[[ PROVIDED DATA, beginning ]]

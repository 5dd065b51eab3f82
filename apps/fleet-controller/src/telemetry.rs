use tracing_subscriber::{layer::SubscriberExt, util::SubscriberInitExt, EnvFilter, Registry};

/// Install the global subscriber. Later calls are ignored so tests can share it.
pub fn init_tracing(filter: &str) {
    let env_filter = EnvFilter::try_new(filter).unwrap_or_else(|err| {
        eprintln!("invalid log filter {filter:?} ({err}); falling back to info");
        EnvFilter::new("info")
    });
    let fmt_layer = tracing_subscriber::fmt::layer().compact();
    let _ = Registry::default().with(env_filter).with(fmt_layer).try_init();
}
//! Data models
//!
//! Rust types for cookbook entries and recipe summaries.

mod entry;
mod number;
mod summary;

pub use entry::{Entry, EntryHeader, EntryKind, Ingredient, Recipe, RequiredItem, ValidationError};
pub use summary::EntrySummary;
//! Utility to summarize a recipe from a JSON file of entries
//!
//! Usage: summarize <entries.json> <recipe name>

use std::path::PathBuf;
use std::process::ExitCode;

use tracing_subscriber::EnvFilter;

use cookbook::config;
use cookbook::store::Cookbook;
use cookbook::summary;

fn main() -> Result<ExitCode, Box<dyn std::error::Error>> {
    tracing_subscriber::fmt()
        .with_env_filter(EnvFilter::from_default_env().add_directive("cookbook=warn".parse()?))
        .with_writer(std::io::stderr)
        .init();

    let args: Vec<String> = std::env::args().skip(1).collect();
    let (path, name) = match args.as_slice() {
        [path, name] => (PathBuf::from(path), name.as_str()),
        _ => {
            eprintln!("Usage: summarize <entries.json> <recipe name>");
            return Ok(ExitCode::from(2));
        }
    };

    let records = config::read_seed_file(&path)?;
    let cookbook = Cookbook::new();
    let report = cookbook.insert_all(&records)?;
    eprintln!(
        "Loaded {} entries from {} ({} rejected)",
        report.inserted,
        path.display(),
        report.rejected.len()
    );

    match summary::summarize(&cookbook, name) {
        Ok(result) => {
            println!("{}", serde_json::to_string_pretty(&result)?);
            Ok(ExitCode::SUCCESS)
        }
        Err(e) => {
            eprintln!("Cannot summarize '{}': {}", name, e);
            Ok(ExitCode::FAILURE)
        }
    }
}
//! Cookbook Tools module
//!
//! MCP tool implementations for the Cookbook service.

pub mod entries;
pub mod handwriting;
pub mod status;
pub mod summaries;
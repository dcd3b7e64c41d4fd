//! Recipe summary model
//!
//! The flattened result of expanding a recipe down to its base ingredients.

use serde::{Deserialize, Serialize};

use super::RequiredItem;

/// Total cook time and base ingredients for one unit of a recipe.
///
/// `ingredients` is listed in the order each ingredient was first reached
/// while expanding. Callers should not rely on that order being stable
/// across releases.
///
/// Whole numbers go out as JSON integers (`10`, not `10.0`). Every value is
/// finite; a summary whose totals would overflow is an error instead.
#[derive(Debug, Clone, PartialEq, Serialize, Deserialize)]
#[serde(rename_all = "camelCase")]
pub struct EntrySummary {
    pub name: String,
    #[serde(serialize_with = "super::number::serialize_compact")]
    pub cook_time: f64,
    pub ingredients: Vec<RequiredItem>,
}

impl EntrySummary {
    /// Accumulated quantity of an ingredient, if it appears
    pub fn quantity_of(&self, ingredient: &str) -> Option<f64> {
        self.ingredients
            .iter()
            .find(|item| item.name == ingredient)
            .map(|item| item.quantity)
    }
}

[[ PROVIDED DATA, end ]]

▶ [REQUIRED ACTION] Each entry needs to be given again exactly as it stands.

▶ [RESULT]
repository 5dd065b51eab3f82
filename apps/fleet-controller/src/telemetry.rs
use tracing_subscriber::{layer::SubscriberExt, util::SubscriberInitExt, EnvFilter, Registry};

/// Install the global subscriber. Later calls are ignored so tests can share it.
pub fn init_tracing(filter: &str) {
    let env_filter = EnvFilter::try_new(filter).unwrap_or_else(|err| {
        eprintln!("invalid log filter {filter:?} ({err}); falling back to info");
        EnvFilter::new("info")
    });
    let fmt_layer = tracing_subscriber::fmt::layer().compact();
    let _ = Registry::default().with(env_filter).with(fmt_layer).try_init();
}
//! Data models
//!
//! Rust types for cookbook entries and recipe summaries.

mod entry;
mod number;
mod summary;

pub use entry::{Entry, EntryHeader, EntryKind, Ingredient, Recipe, RequiredItem, ValidationError};
pub use summary::EntrySummary;
//! Utility to summarize a recipe from a JSON file of entries
//!
//! Usage: summarize <entries.json> <recipe name>

use std::path::PathBuf;
use std::process::ExitCode;

use tracing_subscriber::EnvFilter;

use cookbook::config;
use cookbook::store::Cookbook;
use cookbook::summary;

fn main() -> Result<ExitCode, Box<dyn std::error::Error>> {
    tracing_subscriber::fmt()
        .with_env_filter(EnvFilter::from_default_env().add_directive("cookbook=warn".parse()?))
        .with_writer(std::io::stderr)
        .init();

    let args: Vec<String> = std::env::args().skip(1).collect();
    let (path, name) = match args.as_slice() {
        [path, name] => (PathBuf::from(path), name.as_str()),
        _ => {
            eprintln!("Usage: summarize <entries.json> <recipe name>");
            return Ok(ExitCode::from(2));
        }
    };

    let records = config::read_seed_file(&path)?;
    let cookbook = Cookbook::new();
    let report = cookbook.insert_all(&records)?;
    eprintln!(
        "Loaded {} entries from {} ({} rejected)",
        report.inserted,
        path.display(),
        report.rejected.len()
    );

    match summary::summarize(&cookbook, name) {
        Ok(result) => {
            println!("{}", serde_json::to_string_pretty(&result)?);
            Ok(ExitCode::SUCCESS)
        }
        Err(e) => {
            eprintln!("Cannot summarize '{}': {}", name, e);
            Ok(ExitCode::FAILURE)
        }
    }
}
//! Cookbook Tools module
//!
//! MCP tool implementations for the Cookbook service.

pub mod entries;
pub mod handwriting;
pub mod status;
pub mod summaries;
repository dcd3b7e64c41d4fd
//! Recipe summary model
//!
//! The flattened result of expanding a recipe down to its base ingredients.

use serde::{Deserialize, Serialize};

use super::RequiredItem;

/// Total cook time and base ingredients for one unit of a recipe.
///
/// `ingredients` is listed in the order each ingredient was first reached
/// while expanding. Callers should not rely on that order being stable
/// across releases.
///
/// Whole numbers go out as JSON integers (`10`, not `10.0`). Every value is
/// finite; a summary whose totals would overflow is an error instead.
#[derive(Debug, Clone, PartialEq, Serialize, Deserialize)]
#[serde(rename_all = "camelCase")]
pub struct EntrySummary {
    pub name: String,
    #[serde(serialize_with = "super::number::serialize_compact")]
    pub cook_time: f64,
    pub ingredients: Vec<RequiredItem>,
}

impl EntrySummary {
    /// Accumulated quantity of an ingredient, if it appears
    pub fn quantity_of(&self, ingredient: &str) -> Option<f64> {
        self.ingredients
            .iter()
            .find(|item| item.name == ingredient)
            .map(|item| item.quantity)
    }
}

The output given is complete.